TASK DETAILS
Among the records, how many lines contain "true"? Only the number is needed.

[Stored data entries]
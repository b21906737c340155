use crate::{api::ApiError, utils::validation::FieldError};
use leptos::*;

#[component]
pub fn InlineErrorMessage(error: Signal<Option<ApiError>>) -> impl IntoView {
    view! {
        <Show when=move || error.get().is_some() fallback=|| ()>
            <div class="bg-status-error-bg border border-status-error-border text-status-error-text px-4 py-3 rounded my-2">
                <div class="font-bold">{move || error.get().map(|e| e.message).unwrap_or_default()}</div>
                {move || {
                    error
                        .get()
                        .and_then(|e| e.status)
                        .map(|status| view! { <div class="text-xs opacity-75">{"Status: "}{status}</div> })
                }}
            </div>
        </Show>
    }
}

/// Per-field messages from client-side validation.
#[component]
pub fn FieldErrors(errors: Signal<Vec<FieldError>>) -> impl IntoView {
    view! {
        <Show when=move || errors.with(|e| !e.is_empty()) fallback=|| ()>
            <ul class="list-disc list-inside text-sm text-status-error-text">
                {move || {
                    errors
                        .get()
                        .into_iter()
                        .map(|err| view! { <li>{err.message}</li> })
                        .collect_view()
                }}
            </ul>
        </Show>
    }
}
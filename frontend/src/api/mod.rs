mod auth;
pub mod client;
pub mod error;
mod sessions;
mod teachers;
pub mod types;
mod users;

pub use client::*;
pub use error::*;
pub use types::*;
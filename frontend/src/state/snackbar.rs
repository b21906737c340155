use leptos::*;

pub const SNACKBAR_DURATION_MS: u32 = 3000;
pub const SNACKBAR_ACTION: &str = "Close";

#[derive(Debug, Clone, PartialEq, Eq)]
pub struct Notice {
    pub message: String,
    pub action: String,
    pub duration_ms: u32,
}

/// Transient confirmation shown at the bottom of the page.
#[derive(Clone, Copy)]
pub struct SnackBar {
    current: RwSignal<Option<Notice>>,
    generation: RwSignal<u64>,
}

impl Default for SnackBar {
    fn default() -> Self {
        Self::new()
    }
}

impl SnackBar {
    pub fn new() -> Self {
        Self {
            current: create_rw_signal(None),
            generation: create_rw_signal(0),
        }
    }

    pub fn open(&self, message: impl Into<String>) {
        let notice = Notice {
            message: message.into(),
            action: SNACKBAR_ACTION.to_string(),
            duration_ms: SNACKBAR_DURATION_MS,
        };
        log::debug!("snackbar: {}", notice.message);
        self.generation.update(|g| *g = g.wrapping_add(1));
        self.current.set(Some(notice));
        self.schedule_dismiss(self.generation.get_untracked());
    }

    pub fn dismiss(&self) {
        self.current.set(None);
    }

    pub fn current(&self) -> Signal<Option<Notice>> {
        self.current.into()
    }

    #[cfg(target_arch = "wasm32")]
    fn schedule_dismiss(&self, generation: u64) {
        let snackbar = *self;
        gloo_timers::callback::Timeout::new(SNACKBAR_DURATION_MS, move || {
            // A newer notice owns the bar now.
            if snackbar.generation.get_untracked() == generation {
                snackbar.dismiss();
            }
        })
        .forget();
    }

    #[cfg(not(target_arch = "wasm32"))]
    fn schedule_dismiss(&self, _generation: u64) {}
}

pub fn use_snackbar() -> SnackBar {
    use_context::<SnackBar>().unwrap_or_else(|| {
        let snackbar = SnackBar::new();
        provide_context(snackbar);
        snackbar
    })
}
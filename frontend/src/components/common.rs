use leptos::*;

#[derive(Clone, Copy, Debug, PartialEq, Eq, Default)]
pub enum ButtonVariant {
    #[default]
    Primary,
    /// Destructive actions: delete a session or an account.
    Warn,
    Basic,
}

impl ButtonVariant {
    pub fn classes(&self) -> &'static str {
        match self {
            ButtonVariant::Primary => "bg-action-primary-bg hover:bg-action-primary-bg-hover text-action-primary-text shadow-sm",
            ButtonVariant::Warn => "bg-status-error-bg hover:bg-status-error-border text-status-error-text shadow-sm",
            ButtonVariant::Basic => "bg-transparent hover:bg-action-ghost-bg-hover text-fg-muted",
        }
    }
}

#[component]
pub fn Button(
    #[prop(optional)] variant: ButtonVariant,
    #[prop(optional, into)] class: String,
    #[prop(optional, into)] disabled: MaybeSignal<bool>,
    #[prop(optional, into)] loading: MaybeSignal<bool>,
    #[prop(optional)] submit: bool,
    #[prop(optional)] test_id: Option<&'static str>,
    #[prop(optional, into)] on_click: Option<Callback<ev::MouseEvent>>,
    children: Children,
) -> impl IntoView {
    let button_type = if submit { "submit" } else { "button" };
    view! {
        <button
            type=button_type
            data-testid=test_id
            class=move || {
                format!(
                    "inline-flex items-center justify-center rounded-md px-4 py-2 text-sm font-semibold transition-colors duration-200 disabled:opacity-50 disabled:cursor-not-allowed {} {}",
                    variant.classes(),
                    class
                )
            }
            disabled=move || disabled.get() || loading.get()
            on:click=move |ev| {
                if let Some(on_click) = on_click {
                    on_click.call(ev);
                }
            }
        >
            <Show when=move || loading.get()>
                <span class="mr-2 h-4 w-4 animate-spin rounded-full border-2 border-current border-t-transparent"></span>
            </Show>
            {children()}
        </button>
    }
}

#[cfg(test)]
mod tests {
    use super::*;

    #[test]
    fn variants_have_distinct_classes() {
        assert!(ButtonVariant::Primary.classes().contains("bg-action-primary-bg"));
        assert!(ButtonVariant::Warn.classes().contains("status-error"));
        assert_ne!(ButtonVariant::Basic.classes(), ButtonVariant::Primary.classes());
    }
}

#[cfg(all(test, not(target_arch = "wasm32")))]
mod host_tests {
    use super::*;
    use crate::test_support::ssr::render_to_string;

    #[test]
    fn button_renders_test_id_and_type() {
        let html = render_to_string(|| {
            view! { <Button submit=true test_id="save-button">"Save"</Button> }
        });
        assert!(html.contains("data-testid=\"save-button\""));
        assert!(html.contains("type=\"submit\""));
        assert!(html.contains("Save"));
    }

    #[test]
    fn disabled_button_renders_disabled_attribute() {
        let html = render_to_string(|| view! { <Button disabled=true>"Save"</Button> });
        assert!(html.contains("disabled"));
    }
}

ANSWER TO THE EXERCISE
2